● **Task prompt**
For the word "only", return each line of the data in which it occurs.

■ ■ ■ ■ ■

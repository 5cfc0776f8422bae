//! Community-order consolidation manager
//!
//! Coordinates a shared delivery built by multiple participants: the
//! roster, per-participant item bundles, per-participant payment status
//! and the aggregate summary. Past finalization the community order is a
//! view over its consolidated main order and mirrors its transitions.
//!
//! Each community order lives behind its own `RwLock`; every operation
//! that reads-then-writes the roster, bundles or summary holds the write
//! lock for its full duration, so the roster bijection and the summary
//! arithmetic are never observed broken mid-update. The aggregate summary
//! is always recomputed from the full items mapping, never patched
//! incrementally.

use std::collections::{BTreeMap, BTreeSet};
use std::sync::Arc;

use chrono::{NaiveDate, Utc};
use dashmap::DashMap;
use parking_lot::RwLock;
use rust_decimal::Decimal;

use crate::config::EngineConfig;
use crate::error::{EngineError, EngineResult};
use crate::gateway::GatewayRegistry;
use crate::orders::OrderManager;
use crate::schedule;
use crate::summary::compute_summary;
use crate::summary::money::validate_cart_item;
use shared::models::{
    CartItem, CommunityOrder, CommunityStatus, DeliveryAddress, DeliveryOption, Order, OrderStatus,
    PaymentStatus,
};

/// Community-order manager
pub struct CommunityOrderManager {
    orders: DashMap<String, Arc<RwLock<CommunityOrder>>>,
    order_manager: Arc<OrderManager>,
    gateways: Arc<GatewayRegistry>,
    config: EngineConfig,
}

impl std::fmt::Debug for CommunityOrderManager {
    fn fmt(&self, f: &mut std::fmt::Formatter<'_>) -> std::fmt::Result {
        f.debug_struct("CommunityOrderManager")
            .field("orders", &self.orders.len())
            .finish()
    }
}

impl CommunityOrderManager {
    pub fn new(
        order_manager: Arc<OrderManager>,
        gateways: Arc<GatewayRegistry>,
        config: EngineConfig,
    ) -> Self {
        Self {
            orders: DashMap::new(),
            order_manager,
            gateways,
            config,
        }
    }

    /// Open a community order
    ///
    /// The organizer is the first participant; their initial items seed the
    /// shared schedule. `today` is the business date for schedule
    /// validation.
    #[allow(clippy::too_many_arguments)]
    pub fn open(
        &self,
        organizer_id: impl Into<String>,
        items: Vec<CartItem>,
        delivery_date: NaiveDate,
        time_slot: impl Into<String>,
        address: DeliveryAddress,
        delivery_option: DeliveryOption,
        today: NaiveDate,
    ) -> EngineResult<CommunityOrder> {
        let organizer_id = organizer_id.into();
        let mut delivery_schedule = schedule::build_schedule(
            items.clone(),
            delivery_date,
            time_slot,
            address,
            delivery_option,
            today,
        )?;

        let id = uuid::Uuid::new_v4().to_string();
        schedule::attach(&mut delivery_schedule, &id)?;

        let mut order = CommunityOrder {
            id: id.clone(),
            main_order_id: None,
            user_id: organizer_id.clone(),
            participant_ids: BTreeSet::from([organizer_id.clone()]),
            items: BTreeMap::from([(organizer_id.clone(), items)]),
            delivery_schedule,
            payment_status: BTreeMap::from([(organizer_id, PaymentStatus::Pending)]),
            order_summary: Default::default(),
            status: CommunityStatus::Gathering,
            created_at: Utc::now(),
        };
        self.recompute_summary(&mut order)?;
        debug_assert!(order.roster_consistent());

        tracing::info!(community_id = %id, organizer = %order.user_id, "community order opened");
        self.orders
            .insert(id, Arc::new(RwLock::new(order.clone())));
        Ok(order)
    }

    /// Display snapshot, cloned under the read lock
    pub fn get_order(&self, community_id: &str) -> Option<CommunityOrder> {
        self.orders
            .get(community_id)
            .map(|entry| entry.value().read().clone())
    }

    fn entry(&self, community_id: &str) -> EngineResult<Arc<RwLock<CommunityOrder>>> {
        self.orders
            .get(community_id)
            .map(|entry| entry.value().clone())
            .ok_or_else(|| EngineError::OrderNotFound(community_id.to_string()))
    }

    /// Organizer adds a participant while gathering
    ///
    /// Inserts an empty bundle and a pending payment entry, keeping the
    /// roster bijection intact.
    pub fn add_participant(
        &self,
        community_id: &str,
        user_id: impl Into<String>,
    ) -> EngineResult<CommunityOrder> {
        let user_id = user_id.into();
        let entry = self.entry(community_id)?;
        let mut order = entry.write();
        if order.status != CommunityStatus::Gathering {
            return Err(EngineError::AlreadyGathered);
        }
        if order.participant_ids.contains(&user_id) {
            return Err(EngineError::InvalidOperation(format!(
                "participant already present: {}",
                user_id
            )));
        }

        order.participant_ids.insert(user_id.clone());
        order.items.insert(user_id.clone(), Vec::new());
        order
            .payment_status
            .insert(user_id.clone(), PaymentStatus::Pending);
        debug_assert!(order.roster_consistent());

        tracing::info!(community_id, participant = %user_id, "participant added");
        Ok(order.clone())
    }

    /// Remove a participant while gathering
    ///
    /// The organizer cannot leave. Items and payment entries are removed
    /// atomically and the aggregate summary recomputed.
    pub fn remove_participant(
        &self,
        community_id: &str,
        user_id: &str,
    ) -> EngineResult<CommunityOrder> {
        let entry = self.entry(community_id)?;
        let mut order = entry.write();
        if order.status != CommunityStatus::Gathering {
            return Err(EngineError::AlreadyGathered);
        }
        if user_id == order.user_id {
            return Err(EngineError::OrganizerCannotLeave);
        }
        if !order.participant_ids.contains(user_id) {
            return Err(EngineError::ParticipantNotFound(user_id.to_string()));
        }

        order.participant_ids.remove(user_id);
        order.items.remove(user_id);
        order.payment_status.remove(user_id);
        self.recompute_summary(&mut order)?;
        debug_assert!(order.roster_consistent());

        tracing::info!(community_id, participant = %user_id, "participant removed");
        Ok(order.clone())
    }

    /// Replace a participant's own bundle while gathering
    ///
    /// Last write wins per participant; the aggregate summary is
    /// recomputed from the current full items mapping.
    pub fn update_participant_items(
        &self,
        community_id: &str,
        user_id: &str,
        items: Vec<CartItem>,
    ) -> EngineResult<CommunityOrder> {
        // Validate the bundle before taking the write lock
        for item in &items {
            validate_cart_item(item)?;
        }

        let entry = self.entry(community_id)?;
        let mut order = entry.write();
        if order.status != CommunityStatus::Gathering {
            return Err(EngineError::AlreadyGathered);
        }
        if !order.participant_ids.contains(user_id) {
            return Err(EngineError::ParticipantNotFound(user_id.to_string()));
        }

        order.items.insert(user_id.to_string(), items);
        self.recompute_summary(&mut order)?;
        debug_assert!(order.roster_consistent());
        Ok(order.clone())
    }

    /// Record a participant's payment
    ///
    /// Sets the participant's status to `paid`; idempotent, and does not by
    /// itself advance the community order.
    pub fn record_payment(&self, community_id: &str, user_id: &str) -> EngineResult<CommunityOrder> {
        let entry = self.entry(community_id)?;
        let mut order = entry.write();
        if !order.participant_ids.contains(user_id) {
            return Err(EngineError::ParticipantNotFound(user_id.to_string()));
        }
        order
            .payment_status
            .insert(user_id.to_string(), PaymentStatus::Paid);
        tracing::info!(community_id, participant = %user_id, "participant payment recorded");
        Ok(order.clone())
    }

    /// Consolidate: every participant paid → materialize the main order
    ///
    /// Fails fast with `IncompletePayment` (listing unpaid participant
    /// ids) rather than waiting. On success the consolidated order carries
    /// the flattened union of all bundles, the community order's aggregate
    /// summary, and starts in `processing` (payments are complete by
    /// construction).
    pub fn finalize(
        &self,
        community_id: &str,
        payment_method: &str,
    ) -> EngineResult<(CommunityOrder, Order)> {
        let entry = self.entry(community_id)?;
        let mut order = entry.write();

        // 1. Must still be gathering with a non-empty roster
        if order.status != CommunityStatus::Gathering {
            return Err(EngineError::AlreadyGathered);
        }
        if order.participant_ids.is_empty() {
            return Err(EngineError::InvalidOperation(
                "community order has no participants".to_string(),
            ));
        }

        // 2. Fail fast if anyone is still pending
        let unpaid = order.unpaid_participants();
        if !unpaid.is_empty() {
            return Err(EngineError::IncompletePayment { unpaid });
        }

        // 3. The consolidated order needs a usable gateway
        let gateway = self.gateways.select(payment_method)?;

        // 4. Flatten all bundles into one order
        let items: Vec<CartItem> = order.items.values().flatten().cloned().collect();
        if items.is_empty() {
            return Err(EngineError::InvalidOperation(
                "community order has no items".to_string(),
            ));
        }
        let mut delivery_schedule = order.delivery_schedule.clone();
        delivery_schedule.items = items.clone();
        delivery_schedule.order_id = None;

        let main_order_id = uuid::Uuid::new_v4().to_string();
        schedule::attach(&mut delivery_schedule, &main_order_id)?;
        let main_order = Order {
            id: main_order_id.clone(),
            user_id: order.user_id.clone(),
            items,
            delivery_schedules: vec![delivery_schedule],
            payment_method: gateway.gateway_type,
            order_summary: order.order_summary,
            status: OrderStatus::Processing,
            is_recurring: false,
            recurring_frequency: None,
            recurring_end_date: None,
            created_at: Utc::now(),
        };
        self.order_manager.register(main_order.clone());

        // 5. Transition the community order
        order.main_order_id = Some(main_order_id.clone());
        order.status = CommunityStatus::Processing;
        tracing::info!(
            community_id,
            main_order_id = %main_order_id,
            participants = order.participant_ids.len(),
            total = order.order_summary.total,
            "community order finalized"
        );
        Ok((order.clone(), main_order))
    }

    /// Mirror the main order's shipped transition
    pub fn mark_shipped(&self, community_id: &str) -> EngineResult<CommunityOrder> {
        let entry = self.entry(community_id)?;
        let mut order = entry.write();
        if order.status != CommunityStatus::Processing {
            return Err(EngineError::InvalidOperation(format!(
                "cannot ship community order in {:?} status",
                order.status
            )));
        }
        let main_order_id = order
            .main_order_id
            .clone()
            .ok_or_else(|| EngineError::InvalidOperation("community order not finalized".to_string()))?;
        // Address verification is enforced by the underlying order
        self.order_manager.mark_shipped(&main_order_id)?;
        order.status = CommunityStatus::Shipped;
        tracing::info!(community_id, status = "shipped", "community order shipped");
        Ok(order.clone())
    }

    /// Mirror the main order's delivered transition
    pub fn mark_delivered(&self, community_id: &str) -> EngineResult<CommunityOrder> {
        let entry = self.entry(community_id)?;
        let mut order = entry.write();
        if order.status != CommunityStatus::Shipped {
            return Err(EngineError::InvalidOperation(format!(
                "cannot deliver community order in {:?} status",
                order.status
            )));
        }
        let main_order_id = order
            .main_order_id
            .clone()
            .ok_or_else(|| EngineError::InvalidOperation("community order not finalized".to_string()))?;
        self.order_manager.mark_delivered(&main_order_id)?;
        order.status = CommunityStatus::Delivered;
        tracing::info!(community_id, status = "delivered", "community order delivered");
        Ok(order.clone())
    }

    /// Cancel: legal from `gathering` or `processing` only
    ///
    /// A finalized community order cancels its main order too.
    pub fn cancel(&self, community_id: &str) -> EngineResult<CommunityOrder> {
        let entry = self.entry(community_id)?;
        let mut order = entry.write();
        if !order.status.can_cancel() {
            return Err(EngineError::IllegalCancellation(
                format!("{:?}", order.status).to_lowercase(),
            ));
        }
        if let Some(main_order_id) = &order.main_order_id {
            self.order_manager.cancel(main_order_id)?;
        }
        order.status = CommunityStatus::Cancelled;
        tracing::info!(community_id, status = "cancelled", "community order cancelled");
        Ok(order.clone())
    }

    /// Recompute the aggregate summary from the full items mapping
    ///
    /// One group per participant; the delivery fee applies once to the
    /// shared schedule regardless of participant count. Gateway fees are
    /// settled per participant outside the engine and do not enter the
    /// aggregate.
    fn recompute_summary(&self, order: &mut CommunityOrder) -> EngineResult<()> {
        let groups: Vec<&[CartItem]> = order.items.values().map(Vec::as_slice).collect();
        order.order_summary = compute_summary(
            &groups,
            &order.delivery_schedule.delivery_option,
            &self.config.community_discount,
            self.config.tax_rate_percent,
            Decimal::ZERO,
        )?;
        Ok(())
    }
}
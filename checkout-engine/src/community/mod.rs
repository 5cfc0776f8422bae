//! Community-order consolidation
//!
//! - **manager**: roster, per-participant bundles and payments, aggregate
//!   summary, finalization into a consolidated order

pub mod manager;

// Re-exports
pub use manager::CommunityOrderManager;
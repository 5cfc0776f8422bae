//! Single-order lifecycle
//!
//! - **manager**: order ownership, checkout and status transitions
//! - **recurrence**: recurring order expansion as an explicit transition
//!   output

pub mod manager;
pub mod recurrence;

// Re-exports
pub use manager::{CheckoutInput, DeliveryOutcome, OrderManager};
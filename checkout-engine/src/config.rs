//! Engine configuration
//!
//! # Environment Variables
//!
//! All settings can be overridden via environment variables:
//!
//! | Variable | Default | Meaning |
//! |----------|---------|---------|
//! | TAX_RATE_PERCENT | 7.5 | Sales tax rate percentage |
//! | COMMUNITY_DISCOUNT_TIERS | built-in tiers | JSON array of `{minSubtotal, percentOff}` |
//!
//! # Example
//!
//! ```ignore
//! TAX_RATE_PERCENT=8.25 COMMUNITY_DISCOUNT_TIERS='[{"minSubtotal":20000,"percentOff":7}]' cargo run
//! ```

use rust_decimal::Decimal;

use crate::summary::{DiscountPolicy, DiscountTier};

/// Engine configuration
#[derive(Debug, Clone)]
pub struct EngineConfig {
    /// Sales tax rate as a percentage (7.5 means 7.5%)
    pub tax_rate_percent: Decimal,
    /// Discount policy applied to individual checkouts
    pub checkout_discount: DiscountPolicy,
    /// Discount policy applied to community orders (bulk tiers)
    pub community_discount: DiscountPolicy,
}

impl Default for EngineConfig {
    fn default() -> Self {
        Self {
            tax_rate_percent: Decimal::new(75, 1),
            checkout_discount: DiscountPolicy::None,
            community_discount: DiscountPolicy::Tiered {
                tiers: vec![
                    DiscountTier {
                        min_subtotal: 10_000,
                        percent_off: Decimal::new(5, 0),
                    },
                    DiscountTier {
                        min_subtotal: 25_000,
                        percent_off: Decimal::new(10, 0),
                    },
                ],
            },
        }
    }
}

impl EngineConfig {
    /// Load configuration from environment variables
    ///
    /// Unset or unparseable variables fall back to defaults.
    pub fn from_env() -> Self {
        let defaults = Self::default();
        Self {
            tax_rate_percent: std::env::var("TAX_RATE_PERCENT")
                .ok()
                .and_then(|value| value.parse().ok())
                .unwrap_or(defaults.tax_rate_percent),
            checkout_discount: defaults.checkout_discount,
            community_discount: std::env::var("COMMUNITY_DISCOUNT_TIERS")
                .ok()
                .and_then(|value| serde_json::from_str::<Vec<DiscountTier>>(&value).ok())
                .map(|tiers| DiscountPolicy::Tiered { tiers })
                .unwrap_or(defaults.community_discount),
        }
    }
}

#[cfg(test)]
mod tests {
    use super::*;

    #[test]
    fn test_defaults() {
        let config = EngineConfig::default();
        assert_eq!(config.tax_rate_percent, Decimal::new(75, 1));
        assert!(matches!(
            config.community_discount,
            DiscountPolicy::Tiered { .. }
        ));
    }

    #[test]
    fn test_tier_json_shape() {
        let tiers: Vec<DiscountTier> =
            serde_json::from_str(r#"[{"minSubtotal":20000,"percentOff":7}]"#).unwrap();
        assert_eq!(tiers[0].min_subtotal, 20_000);
        assert_eq!(tiers[0].percent_off, Decimal::new(7, 0));
    }
}
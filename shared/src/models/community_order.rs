//! Community Order Model
//!
//! A single delivery jointly built and paid for by multiple participants.
//! `items` and `payment_status` are keyed by participant user id and must
//! stay in exact bijection with `participant_ids` - no participant without
//! an items entry and a payment entry, no orphaned entries after removal.

use std::collections::{BTreeMap, BTreeSet};

use chrono::{DateTime, Utc};
use serde::{Deserialize, Serialize};

use super::{CartItem, DeliverySchedule, OrderSummary};

/// Community order status
///
/// `gathering → processing → shipped → delivered`, with `cancelled`
/// reachable from `gathering` or `processing` only. Past finalization the
/// community order mirrors its consolidated main order.
#[derive(Debug, Clone, Copy, Serialize, Deserialize, PartialEq, Eq, Default)]
#[serde(rename_all = "lowercase")]
pub enum CommunityStatus {
    #[default]
    Gathering,
    Processing,
    Shipped,
    Delivered,
    Cancelled,
}

impl CommunityStatus {
    pub fn can_cancel(self) -> bool {
        matches!(self, Self::Gathering | Self::Processing)
    }
}

/// Per-participant payment status
///
/// A failed gateway payment simply never leaves `pending`; retries are
/// caller-driven.
#[derive(Debug, Clone, Copy, Serialize, Deserialize, PartialEq, Eq, Default)]
#[serde(rename_all = "lowercase")]
pub enum PaymentStatus {
    #[default]
    Pending,
    Paid,
}

/// Community order record
#[derive(Debug, Clone, Serialize, Deserialize, PartialEq)]
#[serde(rename_all = "camelCase")]
pub struct CommunityOrder {
    pub id: String,
    /// Consolidated order this community order materializes into at finalize
    #[serde(skip_serializing_if = "Option::is_none")]
    pub main_order_id: Option<String>,
    /// Organizer user id
    pub user_id: String,
    pub participant_ids: BTreeSet<String>,
    /// Per-participant item bundles, keyed by participant user id
    pub items: BTreeMap<String, Vec<CartItem>>,
    /// Single shared schedule for the whole group
    pub delivery_schedule: DeliverySchedule,
    pub payment_status: BTreeMap<String, PaymentStatus>,
    pub order_summary: OrderSummary,
    pub status: CommunityStatus,
    pub created_at: DateTime<Utc>,
}

impl CommunityOrder {
    /// Roster bijection invariant:
    /// `participant_ids == items.keys() == payment_status.keys()`
    pub fn roster_consistent(&self) -> bool {
        self.participant_ids.iter().eq(self.items.keys())
            && self.participant_ids.iter().eq(self.payment_status.keys())
    }

    /// Participant ids still in `pending` payment status
    pub fn unpaid_participants(&self) -> Vec<String> {
        self.payment_status
            .iter()
            .filter(|(_, status)| **status == PaymentStatus::Pending)
            .map(|(id, _)| id.clone())
            .collect()
    }
}
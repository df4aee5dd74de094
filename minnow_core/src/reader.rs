use std::fs::File;
use std::io::{BufReader, Read, Seek, SeekFrom};
use std::path::Path;

use log::debug;

use crate::error::{MinnowError, Result};
use crate::format::{FileHeader, TailIndex, FILE_HEADER_SIZE};

/// Random-access reader for minnow files.
///
/// # Open sequence
/// 1. Read the 40-byte file header (magic, version, counts, `tail_start`).
/// 2. Seek to `tail_start` and load the tail index and every group trailer.
/// 3. Recover the group count from the trailer sizes, keeping the first
///    candidate whose header and group ranges lie inside the data region.
///
/// # Access pattern
/// [`read_header`](Self::read_header) and
/// [`read_group_data`](Self::read_group_data) seek straight to the recorded
/// offset; nothing else in the file is touched. Turning group bytes back into
/// values is the job of the group's decoder, selected by
/// [`group_type`](Self::group_type).
pub struct Reader<R: Read + Seek> {
    inner: R,
    origin: u64,
    header: FileHeader,
    index: TailIndex,
    /// Offset of each group trailer, relative to the start of the file.
    trailer_offsets: Vec<u64>,
}

impl Reader<BufReader<File>> {
    pub fn open(path: impl AsRef<Path>) -> Result<Self> {
        let file = File::open(path)?;
        Self::new(BufReader::new(file))
    }
}

impl<R: Read + Seek> Reader<R> {
    /// Read a minnow file starting at the current position of `inner`.
    pub fn new(mut inner: R) -> Result<Self> {
        let origin = inner.stream_position()?;

        // ── Read and validate header ────────────────────────────────────────
        let mut header_buf = [0u8; FILE_HEADER_SIZE as usize];
        inner.read_exact(&mut header_buf)?;
        let header = FileHeader::from_bytes(&header_buf);
        header.validate()?;

        // ── Load tail index and trailers ────────────────────────────────────
        let end = inner.seek(SeekFrom::End(0))?;
        let file_len = end.saturating_sub(origin);
        if header.tail_start > file_len {
            return Err(MinnowError::Format(format!(
                "tail_start {} is past the end of the file ({} bytes)",
                header.tail_start, file_len
            )));
        }
        inner.seek(SeekFrom::Start(origin + header.tail_start))?;
        let mut tail = Vec::with_capacity((file_len - header.tail_start) as usize);
        inner.read_to_end(&mut tail)?;

        let index = TailIndex::parse(&tail, &header)?;

        let mut trailer_offsets = Vec::with_capacity(index.group_count());
        let mut at = header.tail_start + index.encoded_len();
        for &size in &index.group_tail_sizes {
            trailer_offsets.push(at);
            at += size;
        }

        debug!(
            "opened minnow file: {} headers, {} groups, {} blocks",
            header.header_count,
            index.group_count(),
            header.block_count
        );
        Ok(Self {
            inner,
            origin,
            header,
            index,
            trailer_offsets,
        })
    }

    pub fn file_header(&self) -> &FileHeader {
        &self.header
    }

    pub fn index(&self) -> &TailIndex {
        &self.index
    }

    pub fn header_count(&self) -> u64 {
        self.header.header_count
    }

    pub fn block_count(&self) -> u64 {
        self.header.block_count
    }

    pub fn group_count(&self) -> u64 {
        self.index.group_count() as u64
    }

    /// Read the raw bytes of header record `i`.
    pub fn read_header(&mut self, i: u64) -> Result<Vec<u8>> {
        let i = self.check("header", i, self.header_count())?;
        let start = self.index.header_start(i);
        let size = self.index.header_sizes[i];
        self.read_at(start, size)
    }

    /// Type tag of group `i`.
    pub fn group_type(&self, i: u64) -> Result<u64> {
        let i = self.check("group", i, self.group_count())?;
        Ok(self.index.group_types[i])
    }

    /// Read the data region of group `i` (every block, back to back).
    pub fn read_group_data(&mut self, i: u64) -> Result<Vec<u8>> {
        let i = self.check("group", i, self.group_count())?;
        let (start, size) = (self.index.group_offsets[i], self.index.group_data_sizes[i]);
        self.read_at(start, size)
    }

    /// Read `len` bytes starting `start` bytes into the data region of group `i`.
    pub fn read_group_range(&mut self, i: u64, start: u64, len: u64) -> Result<Vec<u8>> {
        let i = self.check("group", i, self.group_count())?;
        let size = self.index.group_data_sizes[i];
        if start.checked_add(len).map_or(true, |end| end > size) {
            return Err(MinnowError::OutOfRange {
                kind: "group byte",
                index: start.saturating_add(len),
                count: size,
            });
        }
        self.read_at(self.index.group_offsets[i] + start, len)
    }

    /// Read the trailer group `i` emitted at close.
    pub fn read_group_trailer(&mut self, i: u64) -> Result<Vec<u8>> {
        let i = self.check("group", i, self.group_count())?;
        let (start, size) = (self.trailer_offsets[i], self.index.group_tail_sizes[i]);
        self.read_at(start, size)
    }

    fn check(&self, kind: &'static str, index: u64, count: u64) -> Result<usize> {
        if index >= count {
            return Err(MinnowError::OutOfRange { kind, index, count });
        }
        Ok(index as usize)
    }

    fn read_at(&mut self, offset: u64, len: u64) -> Result<Vec<u8>> {
        self.inner.seek(SeekFrom::Start(self.origin + offset))?;
        let mut buf = vec![0u8; len as usize];
        self.inner.read_exact(&mut buf)?;
        Ok(buf)
    }
}
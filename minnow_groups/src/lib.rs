pub mod bit;
mod decode;
mod ext;
mod fixed;
mod int_group;

pub use decode::{decoder_for, GroupDecoder};
pub use ext::GroupsExt;
pub use fixed::{FixedWidthDecoder, FixedWidthGroup, Int64Group};
pub use int_group::{IntGroup, IntGroupDecoder};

■ ■ ■ ■ ■

● **Exercise result**
    /// Cancel: legal from `gathering` or `processing` only
/// reachable from `gathering` or `processing` only. Past finalization the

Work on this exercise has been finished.